New York, Cancer Center
New York, Cancer Center
È cresciuto poi all'Istituto dei tumori e alla scuola di Alberto Veronesi a Milano, prima della traversata oltre oceano. L'occasìone del nostro incontro, in una assolata giornata settembrina, è la recensione al libro Dai sempre speranza, redatto a quattro mani con Sergio Perego suo amico e giornalista de Il Giorno, e uscito nel 2011 per i tipi della Mondadori. "La scelta di scriverlo nasce dal desiderio di portare una testimonianza personale del rapporto che si instaura tra medico e paziente, rapporto più complesso e profondo di quanto a volte possa a apparire" spiega Sacchini, mentre me ne porge una copia. "Tu come medico accogli il malato, ma lui ti consegna la sua vita" continua a spiegare, e rafforza la riflessione. "Io ho il 'dovere' come medico di diventare un suo punto di rifemento, e come uomo di dare speranza". Perché non appena un paziente varca la soglia del suo studio sperimenta  quanto sia fragile l'equilibrio tra la vita e la morte, salute e la malattia. E il filo rosso del cancro che li unisce da quel primo incontro rimarrà come imprinting, li legherà, andrà oltre l'anamnesi e si evolverà in un reciproco scambio di idee ed esperienze che arricchisce entrambi.

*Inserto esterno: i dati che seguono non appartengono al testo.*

//! Turn resolution and combat decisions for a tile-based dungeon crawler.
//!
//! `crawl-core` decides, each game turn, what every unit does and what happens
//! as a result. It owns the ability catalog, the combat pipeline, the AI
//! decision layer and the pathfinder. Rendering, audio and input devices are
//! external: the core only pushes [`event`]s into an [`EventSink`].
//!
//! All mutation flows through a [`WorldContext`] handed to
//! [`TurnScheduler::play_turn`]; randomness comes from the RNG inside that
//! context, so a seeded RNG replays a game exactly.
pub mod ability;
pub mod ai;
pub mod combat;
pub mod config;
pub mod context;
pub mod error;
pub mod event;
pub mod factory;
pub mod geometry;
pub mod input;
pub mod order;
pub mod path;
pub mod state;
pub mod turn;

pub use ability::{AbilityCategory, AbilityError, AbilityKind};
pub use ai::{AiController, Behavior, BehaviorSelector};
pub use config::{BurnTiming, GameConfig, Progression};
pub use context::WorldContext;
pub use error::{ErrorContext, ErrorSeverity, GameError};
pub use event::{
    Activity, EventSink, Frame, GameEvent, NullSink, Pacing, Projectile, RecordingSink, SoundCue,
};
pub use factory::{SpawnError, UnitCatalog, UnitModel};
pub use geometry::{Direction, Position};
pub use input::{PlayerCommand, PlayerInput};
pub use order::{Order, OrderError, OrderOutcome};
pub use path::find_path;
pub use state::{
    AiParameters, Blockers, Door, EquipSlot, Equipment, Faction, GlobeKind, Inventory, Item,
    ItemCategory, ManaError, Map, MapDimensions, MapError, MapObject, ResourceMeter, Spawner,
    StatusEffect, StatusEffectKind, StatusEffects, Terrain, Unit, UnitId, World,
};
pub use turn::{Controller, TurnReport, TurnScheduler};
//! Behavior selection.
//!
//! The decision tree is evaluated from scratch every turn. Nothing about a
//! unit's previous decision is remembered beyond the unit's own fields.

use rand::Rng;

use crate::ability::{self, AbilityKind};
use crate::config::GameConfig;
use crate::context::WorldContext;
use crate::state::{AiParameters, Unit, UnitId, World};

/// A sub-strategy chosen for one turn.
#[derive(Clone, Copy, Debug, PartialEq, Eq)]
pub enum Behavior {
    Stay,
    /// Close in and melee `target`.
    Attack { target: UnitId },
    /// Fire a ranged ability at `target`.
    Shoot { target: UnitId, ability: AbilityKind },
    /// Get away from `threat`.
    Avoid { threat: UnitId },
    /// Step somewhere at random.
    Wander,
}

/// Chooses a [`Behavior`] for an AI-controlled unit.
pub struct BehaviorSelector;

impl BehaviorSelector {
    /// # Decision Process
    ///
    /// 1. **Speed gate**: not this unit's turn → Stay
    /// 2. **Survival**: life ratio below the flee threshold → Avoid
    /// 3. **Combat**: target in vision and (already fighting or the
    ///    aggressiveness roll succeeds) → Shoot (ranged, shot available) or
    ///    Attack; otherwise Wander
    /// 4. **Idle**: target out of sight → Stay or Wander, evenly
    pub fn select(ctx: &mut WorldContext<'_>, unit: UnitId, params: &AiParameters) -> Behavior {
        let Some(me) = ctx.unit(unit) else {
            return Behavior::Stay;
        };

        if !params.acts_on_turn(ctx.world.turn) {
            tracing::trace!(unit = %unit, turn = ctx.world.turn, "speed gate: stay");
            return Behavior::Stay;
        }

        let target = nearest_hostile(ctx.world, me);
        let life_ratio = me.life.ratio();
        let in_combat = me.in_combat(ctx.config);
        let distance = target.map(|t| me.position.euclidean(t.position));
        let shot = target.and_then(|t| pick_shot(ctx.world, ctx.config, me, params, t));
        let target = target.map(|t| t.id);

        tracing::debug!(
            "BehaviorSelector: unit={}, life={:.2}, target={:?}, distance={:?}, in_combat={}",
            unit,
            life_ratio,
            target,
            distance,
            in_combat
        );

        // ====================================================================
        // Priority 1: Survival
        // ====================================================================

        if let Some(threat) = target {
            if life_ratio < params.flee_threshold {
                tracing::debug!("  → Avoid (life below flee threshold)");
                return Behavior::Avoid { threat };
            }
        }

        // ====================================================================
        // Priority 2: Combat
        // ====================================================================

        if let (Some(target), Some(distance)) = (target, distance) {
            if distance <= params.vision_range {
                let engage = in_combat
                    || ctx
                        .rng
                        .gen_bool(f64::from(params.aggressiveness).clamp(0.0, 1.0));
                if !engage {
                    tracing::debug!("  → Wander (not engaging)");
                    return Behavior::Wander;
                }
                if let Some(ability) = shot {
                    tracing::debug!("  → Shoot with {}", ability);
                    return Behavior::Shoot { target, ability };
                }
                tracing::debug!("  → Attack");
                return Behavior::Attack { target };
            }
        }

        // ====================================================================
        // Priority 3: Idle
        // ====================================================================

        if ctx.rng.gen_bool(0.5) {
            Behavior::Stay
        } else {
            Behavior::Wander
        }
    }
}

/// The closest unit hostile to `me`, by Euclidean distance.
///
/// Ties go to the lower id.
pub fn nearest_hostile<'w>(world: &'w World, me: &Unit) -> Option<&'w Unit> {
    world
        .map
        .units()
        .filter(|other| other.is_alive() && me.is_hostile_to(other))
        .min_by(|a, b| {
            let da = me.position.euclidean(a.position);
            let db = me.position.euclidean(b.position);
            da.total_cmp(&db).then(a.id.cmp(&b.id))
        })
}

/// A ranged ability that would hit `target` right now, if the unit prefers
/// shooting.
fn pick_shot(
    world: &World,
    config: &GameConfig,
    me: &Unit,
    params: &AiParameters,
    target: &Unit,
) -> Option<AbilityKind> {
    if !params.ranged {
        return None;
    }
    // Shots only fly along the eight compass rays.
    me.position.straight_direction_to(target.position)?;

    ranged_abilities(me)
        .filter(|&kind| ability::check(world, config, me.id, kind, Some(target.position)).is_ok())
        .find(|&kind| {
            me.position
                .direction_to(target.position)
                .is_some_and(|d| ability::trace(&world.map, me.position, d) == target.position)
        })
}

/// Ranged abilities known by `me`, strongest first.
fn ranged_abilities(me: &Unit) -> impl Iterator<Item = AbilityKind> + '_ {
    [
        AbilityKind::Fireball,
        AbilityKind::Firebolt,
        AbilityKind::Frostbolt,
        AbilityKind::Bolt,
        AbilityKind::ShootArrow,
    ]
    .into_iter()
    .filter(|&kind| me.knows(kind))
}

Sono tanti i "casi" che a Sacchini rimangono impressi, ma qualcuno, per i motivi più diversi - "una storia personale o professionale; una diagnosi ancora poco conosciuta; un problema sociale, religioso o razziale"-, lascia un segno particolare che lo porta a riflettere, a rivedere posizioni e concezioni. "I miei pazienti mi hanno trasmesso molto, hanno modificato il mio modo di pensare e mi hanno insegnato quel quid che mi è servito  per curare meglio i successivi", confessa apertamente. Non è casuale che il sottotitolo del volume sia proprio: "I pazienti che hanno cambiato la mia vita".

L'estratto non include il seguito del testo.